I agree that arriving the specific component weighting is really difficult, especially alongside the need to make comparisons over time and the changes in household makeup, etc. The concept that housing prices increasing/decreasing rapidly does not change household budgets for most Americans is the salient point that people are missing.
Housing is flat?! That does not seem to track with the real world.
Because of the way shelter costs enter into the CPI, these increases in owned home and rental costs have not yet contributed much to overall inflation.

Our analysis, however, suggests that these higher shelter prices are likely to soon show up more clearly in the monthly CPI, potentially adding several more basis points (hundredths of a percentage point) to monthly inflation than they do now.

https://www.whitehouse.gov/cea/written-materials/2021/09/09/...

That is a pretty convenient way to calculate CPI. Rents are up over 20% and the cost of homes has been a rocket ship.
If you own your house, your cost did not go up. Most Americans own their homes. That's how to look at it. The inflation has likely been a net good for you if housing costs in your area have increased.
As part of the market, your opportunity costs go up. Meaning you need a higher sale price to offset a higher buying price if you want to move.

Or that locking in that current cost means less inventory on the market.

Housing costs going up across the board is only good if you have a surplus of inventory to sell that doesn’t need immediate replacement. Ie, not your primary home.

People owning only their primary residence are at best breaking even, despite amortizing their (cheaper) purchase price beyond a market increase.

My housing expense is flat. I own my home, and my housing expense will be predictable (and relatively capped) for as long as that is the case. So yes, my housing cost has been flat.
You are lucky, then. For me, electricity, gas, and, above all, real-estate taxes went up easily 10% (or more).

And while you don't have to buy/rent a house right now, your plumber may. So he will charge you more when (inevitably) you will need his services.

It is all linked together, and claiming that "it does not affect me" is naive.

First, yes, I am fortunate. I recognize that.

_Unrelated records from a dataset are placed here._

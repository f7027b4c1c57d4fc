//! Append-only JSONL export log.
//!
//! One record per line, each line written with a single `write_all` and
//! flushed before `append` returns. The resume point is recovered by reading
//! backward from the end of the file, so lookup cost depends on the size of
//! the last line, not the size of the log.

use std::fs::{File, OpenOptions};
use std::io::{BufRead, BufReader, Read, Seek, SeekFrom, Write};
use std::path::{Path, PathBuf};

use serde::Deserialize;

use crate::domain::{AppError, ExportRecord, Result};

/// Bytes read per step when scanning backward.
const TAIL_CHUNK: usize = 4096;

/// Writer half of the export log.
pub struct ExportLog {
    path: PathBuf,
    file: File,
}

impl ExportLog {
    /// Opens the log for a resumed pass, keeping existing records.
    ///
    /// A torn trailing line (bytes after the last newline) is truncated so the
    /// next record starts on a clean line.
    ///
    /// # Errors
    /// Returns error if the file cannot be opened or repaired.
    pub fn open_append(path: &Path) -> Result<Self> {
        ensure_parent(path)?;

        let mut file = OpenOptions::new()
            .create(true)
            .read(true)
            .append(true)
            .open(path)
            .map_err(|e| AppError::io(format!("Failed to open {}", path.display()), e))?;

        let len = file
            .seek(SeekFrom::End(0))
            .map_err(|e| AppError::io("Failed to seek export log", e))?;
        let complete = complete_prefix_len(&mut file, len)
            .map_err(|e| AppError::io("Failed to scan export log tail", e))?;

        if complete < len {
            tracing::warn!(
                path = %path.display(),
                dropped_bytes = len - complete,
                "Truncating partial trailing line"
            );
            file.set_len(complete)
                .map_err(|e| AppError::io("Failed to truncate partial line", e))?;
        }

        Ok(Self {
            path: path.to_path_buf(),
            file,
        })
    }

    /// Opens the log for a fresh pass, discarding any previous content.
    ///
    /// # Errors
    /// Returns error if the file cannot be created.
    pub fn create(path: &Path) -> Result<Self> {
        ensure_parent(path)?;

        let file = File::create(path)
            .map_err(|e| AppError::io(format!("Failed to create {}", path.display()), e))?;

        Ok(Self {
            path: path.to_path_buf(),
            file,
        })
    }

    /// Appends one record as a complete line and flushes it.
    ///
    /// # Errors
    /// Returns error if serialization or the write fails.
    pub fn append(&mut self, record: &ExportRecord) -> Result<()> {
        let mut line = serde_json::to_string(record).map_err(AppError::json_parse)?;
        line.push('\n');

        self.file
            .write_all(line.as_bytes())
            .and_then(|()| self.file.flush())
            .map_err(|e| AppError::io(format!("Failed to append to {}", self.path.display()), e))
    }

    /// Current size of the log in bytes.
    ///
    /// # Errors
    /// Returns error if file metadata cannot be read.
    pub fn size(&self) -> Result<u64> {
        self.file
            .metadata()
            .map(|m| m.len())
            .map_err(|e| AppError::io("Failed to stat export log", e))
    }

    /// Path of the log file.
    #[must_use]
    pub fn path(&self) -> &Path {
        &self.path
    }
}

#[derive(Deserialize)]
struct IdOnly {
    msg_id: i64,
}

/// Returns the `msg_id` of the last complete line, or `None` when the file is
/// missing, empty, or its last line cannot be parsed.
#[must_use]
pub fn last_record_id(path: &Path) -> Option<i64> {
    let mut file = File::open(path).ok()?;

    match last_complete_line(&mut file) {
        Ok(Some(line)) => match serde_json::from_slice::<IdOnly>(line.trim_ascii()) {
            Ok(parsed) => Some(parsed.msg_id),
            Err(e) => {
                tracing::warn!(path = %path.display(), error = %e, "Unreadable trailing record, starting fresh");
                None
            }
        },
        Ok(None) => None,
        Err(e) => {
            tracing::warn!(path = %path.display(), error = %e, "Failed to read log tail, starting fresh");
            None
        }
    }
}

/// Returns the `msg_id` of the first line, if it parses.
#[must_use]
pub fn first_record_id(path: &Path) -> Option<i64> {
    let file = File::open(path).ok()?;
    let mut line = String::new();
    BufReader::new(file).read_line(&mut line).ok()?;
    if !line.ends_with('\n') {
        return None;
    }
    serde_json::from_str::<IdOnly>(line.trim()).ok().map(|p| p.msg_id)
}

/// Highest id already recorded, or `None` to start fresh.
///
/// A fresh pass writes newest-first and resumed passes append in increasing
/// order, so the highest id is always on the first or the last line. An
/// unreadable last line still means "start fresh".
#[must_use]
pub fn resume_point(path: &Path) -> Option<i64> {
    let last = last_record_id(path)?;
    Some(first_record_id(path).map_or(last, |first| first.max(last)))
}

/// Reads every record in file order.
///
/// # Errors
/// Returns error if the file cannot be read or a line is not a valid record.
pub fn read_records(path: &Path) -> Result<Vec<ExportRecord>> {
    let file = File::open(path)
        .map_err(|e| AppError::io(format!("Failed to open {}", path.display()), e))?;

    let mut records = Vec::new();
    for (index, line) in BufReader::new(file).lines().enumerate() {
        let line = line.map_err(|e| AppError::io("Failed to read export log", e))?;
        if line.trim().is_empty() {
            continue;
        }
        let record = serde_json::from_str(&line).map_err(|e| AppError::InvalidData {
            message: format!("line {}: {e}", index + 1),
        })?;
        records.push(record);
    }

    Ok(records)
}

fn ensure_parent(path: &Path) -> Result<()> {
    match path.parent() {
        Some(parent) if !parent.as_os_str().is_empty() => std::fs::create_dir_all(parent)
            .map_err(|e| AppError::io("Failed to create output directory", e)),
        _ => Ok(()),
    }
}

/// Walks backward from `end` calling `visit` with the absolute offset of each
/// newline until it returns `true`.
fn scan_newlines_backward(
    file: &mut File,
    end: u64,
    mut visit: impl FnMut(u64) -> bool,
) -> std::io::Result<()> {
    let mut chunk = vec![0u8; TAIL_CHUNK];
    let mut pos = end;

    while pos > 0 {
        let step = usize::try_from(pos).map_or(TAIL_CHUNK, |p| p.min(TAIL_CHUNK));
        pos -= step as u64;

        file.seek(SeekFrom::Start(pos))?;
        file.read_exact(&mut chunk[..step])?;

        for (i, byte) in chunk[..step].iter().enumerate().rev() {
            if *byte == b'\n' && visit(pos + i as u64) {
                return Ok(());
            }
        }
    }

    Ok(())
}

/// Length of the prefix made of complete (newline-terminated) lines.
fn complete_prefix_len(file: &mut File, len: u64) -> std::io::Result<u64> {
    let mut complete = 0;
    scan_newlines_backward(file, len, |offset| {
        complete = offset + 1;
        true
    })?;
    Ok(complete)
}

/// Bytes of the last newline-terminated line, without the terminator.
fn last_complete_line(file: &mut File) -> std::io::Result<Option<Vec<u8>>> {
    let len = file.seek(SeekFrom::End(0))?;

    let mut terminator: Option<u64> = None;
    let mut start = 0;
    scan_newlines_backward(file, len, |offset| {
        if terminator.is_none() {
            terminator = Some(offset);
            false
        } else {
            start = offset + 1;
            true
        }
    })?;

    let Some(end) = terminator else {
        return Ok(None);
    };

    let line_len = usize::try_from(end - start)
        .map_err(|e| std::io::Error::new(std::io::ErrorKind::InvalidData, e))?;
    let mut line = vec![0u8; line_len];
    file.seek(SeekFrom::Start(start))?;
    file.read_exact(&mut line)?;

    Ok(Some(line))
}
//! tg-export - incrementally export Telegram chat history to JSONL.
//!
//! Exports are append-only and resumable: re-running an export only appends
//! messages newer than the last one already in the log.
//!
//!   tg-export authenticate
//!   tg-export export --chat @group --out group.jsonl --last 2d
//!   tg-export quick-export --chat https://t.me/group --hours 6
//!   tg-export sync --chat @group --out group.jsonl --every 10m
//!   tg-export clean --input group.jsonl

mod application;
mod cli;
mod domain;
mod infrastructure;

use std::io::{BufRead, Write};
use std::path::{Path, PathBuf};
use std::sync::Arc;
use std::time::Duration;

use chrono::Utc;
use clap::Parser;
use colored::Colorize;
use tracing_subscriber::{fmt, prelude::*, EnvFilter};

use application::{
    convert_to_clean_format, default_output_path, format_clean_stats, format_export_summary,
    format_inspection_table, format_sample, run_quick_export, sample_lines, CleanFormat,
    CleanOptions, ExportRequest, ExportService, JobTracker, LogInspection, LogProgress,
    OutputFormat, QuickExportRequest, SyncSchedule, SyncService, TokioSleeper,
};
use cli::{Cli, Commands};
use domain::{AppConfig, AppError, Result};
use infrastructure::{
    config_file_path, ensure_config_exists, install_signal_handler, load_config, read_records,
    save_config, serve, Credentials, GatewayClient, ServerState, SessionStore,
};

#[tokio::main]
async fn main() {
    dotenvy::dotenv().ok();
    let cli = Cli::parse();

    // Setup logging based on verbosity
    setup_logging(cli.verbose);

    if let Err(e) = run(cli).await {
        eprintln!("{} {}", "Error:".red().bold(), e);
        std::process::exit(1);
    }
}

/// Main application logic.
async fn run(cli: Cli) -> Result<()> {
    if let Commands::Config { init, force } = cli.command {
        return cmd_config(cli.config.as_deref(), init, force);
    }

    let config = load_config(cli.config.as_deref())?;

    match cli.command {
        Commands::Authenticate { phone } => cmd_authenticate(&config, phone).await,
        Commands::Export {
            chat,
            out,
            since,
            last,
        } => {
            let cutoff = cli::export_cutoff(since, last, Utc::now()).map_err(AppError::config)?;
            cmd_export(
                &config,
                ExportRequest {
                    locator: chat,
                    output: out,
                    cutoff,
                },
            )
            .await
        }
        Commands::QuickExport {
            chat,
            hours,
            clean,
            raw,
        } => {
            cmd_quick_export(
                &config,
                QuickExportRequest {
                    locator: chat,
                    hours,
                    clean: Commands::wants_clean(clean, raw),
                },
            )
            .await
        }
        Commands::Sync { chat, out, every } => cmd_sync(&config, chat, out, every).await,
        Commands::Clean {
            input,
            output,
            format,
            keep_bots,
        } => cmd_clean(&input, output, format, keep_bots),
        Commands::Inspect { log, format } => cmd_inspect(&log, &format),
        Commands::Serve { port } => cmd_serve(&config, port).await,
        Commands::Config { .. } => Ok(()),
    }
}

/// Pre-flight checks, then a gateway client bound to the stored session.
///
/// Fails before any network call when credentials or the session are missing.
fn connect(config: &AppConfig) -> Result<GatewayClient> {
    Credentials::from_env()?;
    let session = SessionStore::new(&config.paths.session_file).load()?;
    GatewayClient::new(&config.remote, Some(&session))
}

fn export_service(config: &AppConfig) -> Result<ExportService<GatewayClient, TokioSleeper>> {
    Ok(ExportService::new(
        connect(config)?,
        TokioSleeper,
        config.export.clone(),
    ))
}

fn prompt(label: &str) -> Result<String> {
    print!("{label}");
    std::io::stdout()
        .flush()
        .map_err(|e| AppError::io("Failed to flush stdout", e))?;

    let mut line = String::new();
    std::io::stdin()
        .lock()
        .read_line(&mut line)
        .map_err(|e| AppError::io("Failed to read from stdin", e))?;

    let value = line.trim().to_string();
    if value.is_empty() {
        return Err(AppError::config(format!("No value entered for '{}'", label.trim_end_matches([':', ' ']))));
    }
    Ok(value)
}

/// Log in through the gateway and store the session token.
async fn cmd_authenticate(config: &AppConfig, phone: Option<String>) -> Result<()> {
    let credentials = Credentials::from_env()?;
    let store = SessionStore::new(&config.paths.session_file);

    let phone = match phone {
        Some(phone) => phone,
        None => prompt("Phone number: ")?,
    };

    let client = GatewayClient::new(&config.remote, None)?;
    let code_hash = client.send_code(&credentials, &phone).await?;
    let code = prompt("Login code: ")?;
    let token = client
        .export_session(&credentials, &phone, &code_hash, &code)
        .await?;

    store.save(&token)?;
    println!(
        "{} Session saved to {}",
        "✓".green().bold(),
        store.path().display()
    );

    Ok(())
}

/// Export (or resume) a chat into a log.
async fn cmd_export(config: &AppConfig, request: ExportRequest) -> Result<()> {
    let service = export_service(config)?;
    let summary = service.run(&request, &LogProgress).await?;

    println!("{}", format_export_summary(&summary, &request.output));
    Ok(())
}

/// Export the last N hours into the quick-export directory.
async fn cmd_quick_export(config: &AppConfig, request: QuickExportRequest) -> Result<()> {
    let service = export_service(config)?;
    let outcome = run_quick_export(&service, &config.paths.quick_dir, &request, &LogProgress).await?;

    println!("{} {}", "✓".green().bold(), outcome.describe());
    println!("{}", format_export_summary(&outcome.summary, &outcome.path));
    Ok(())
}

/// Re-export on an interval until the process is stopped.
async fn cmd_sync(config: &AppConfig, chat: String, out: PathBuf, every: Duration) -> Result<()> {
    let schedule = SyncSchedule::new(
        every,
        Duration::from_secs(config.sync.min_interval_secs),
        Duration::from_secs(config.sync.max_jitter_secs),
    );
    if schedule.effective_interval() > every {
        tracing::warn!(
            requested_secs = every.as_secs(),
            effective_secs = schedule.effective_interval().as_secs(),
            "Sync interval raised to the configured minimum"
        );
    }

    let request = ExportRequest {
        locator: chat,
        output: out,
        cutoff: None,
    };
    let service = SyncService::new(export_service(config)?, request, schedule);

    println!(
        "{} Syncing every {}s (Ctrl+C to stop)",
        "⟳".cyan().bold(),
        schedule.effective_interval().as_secs()
    );
    service.run_forever().await;

    Ok(())
}

/// Convert a log into a cleaned transcript.
fn cmd_clean(input: &Path, output: Option<PathBuf>, format: CleanFormat, keep_bots: bool) -> Result<()> {
    let output = output.unwrap_or_else(|| default_output_path(input, format));
    let options = CleanOptions {
        filter_bots: !keep_bots,
        format,
    };

    let stats = convert_to_clean_format(input, &output, options)?;
    println!("{}", format_clean_stats(&stats, &output));

    let sample = sample_lines(&output, 5)?;
    if !sample.is_empty() {
        println!();
        println!("{}", format_sample(&sample));
    }

    Ok(())
}

/// Print statistics about a log.
fn cmd_inspect(log: &Path, format: &str) -> Result<()> {
    let format: OutputFormat = format.parse().map_err(AppError::config)?;
    let records = read_records(log)?;
    let inspection = LogInspection::from_records(&records);

    let output = match format {
        OutputFormat::Table => format_inspection_table(log, &inspection),
        OutputFormat::Json => serde_json::to_string_pretty(&inspection).map_err(AppError::json_parse)?,
    };

    println!("{output}");
    Ok(())
}

/// Run the status server until Ctrl+C.
async fn cmd_serve(config: &AppConfig, port: u16) -> Result<()> {
    let shutdown = install_signal_handler();
    let service = export_service(config)?.with_cancellation(shutdown.clone());

    let state = ServerState {
        export: Arc::new(service),
        tracker: JobTracker::new(),
        quick_dir: Arc::new(config.paths.quick_dir.clone()),
    };

    println!(
        "{} Status server on http://127.0.0.1:{port}",
        "🌐".bold()
    );
    serve(state, port, shutdown).await
}

/// Show configuration or write the default file.
fn cmd_config(explicit: Option<&Path>, init: bool, force: bool) -> Result<()> {
    let path = explicit.map_or_else(config_file_path, Path::to_path_buf);

    if init {
        if force {
            save_config(&AppConfig::default(), &path)?;
            println!("{} Wrote default config to {}", "✓".green().bold(), path.display());
        } else if ensure_config_exists(&path)? {
            println!("{} Created {}", "✓".green().bold(), path.display());
        } else {
            println!("Config already exists at {} (use --force to overwrite)", path.display());
        }
        return Ok(());
    }

    let config = load_config(explicit)?;
    let rendered = toml::to_string_pretty(&config)
        .map_err(|e| AppError::config(format!("Failed to render config: {e}")))?;

    println!("{} {}", "📄 Config:".bold(), path.display());
    if !path.exists() {
        println!("   (not created yet, showing defaults; run 'tg-export config --init')");
    }
    println!();
    println!("{rendered}");

    Ok(())
}

/// Setup tracing/logging based on verbosity level.
fn setup_logging(verbosity: u8) {
    let filter = match verbosity {
        0 => "warn",
        1 => "info",
        2 => "debug",
        _ => "trace",
    };

    let filter = EnvFilter::try_from_default_env().unwrap_or_else(|_| EnvFilter::new(filter));

    tracing_subscriber::registry()
        .with(fmt::layer().with_target(false).without_time())
        .with(filter)
        .init();
}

Yes, the plumber will charge me more. No, you would not be able to determine that if you had my financial records, because I don't spend an appreciable fraction of my income on plumbers (or lawn care, or electricians, or other home services outside of child care).

The same applies to electricity and gas; the expenses are there, but a 10% rise in all of my utilities is still not meaningful in my overall budget. For comparison, I can easily see a 10% swing in annual heating bills based solely on the average temperature during 3 months of the year.

Yes, I am impacted by all the same things you are. But my health insurance expense dropped 3% and that dwarfs all the other category increases. This is why the BLS weighs their basket.

You missed my point entirely - which is: Increased expenses that others occur now due to inflation, will - sooner or later - affect you.

The fact that something (temporarily) does not affect you does not mean it is not happening.

> I'm struggling to understand how inflation is only 7.5% when every major line item comprising inflation is up much more than 7.5% over the past year.

They aren't. Food, apparel, medical care commodities, and non-energy services are up less than the overall amount. The things that are up more just get mentioned more because big numbers are newsworthy, small numbers aren't.

Where are you seeing that? Here's the latest CPI [1]. Click "show table" for the full info. Food is at 7%, housing at 4.4%, clothing at 5.3%, etc. I don't have the 2022 weights for each category handy, but here's 2020 [2].

[1] https://www.bls.gov/charts/consumer-price-index/consumer-pri...

[2] https://www.bls.gov/cpi/tables/relative-importance/2020.htm

CPI is taken using an average family's basket of goods. If you have different consumption patterns from the average family your effective inflation may differ.
Manipulating just what is included in the "average basket of goods" and at what percentages is how.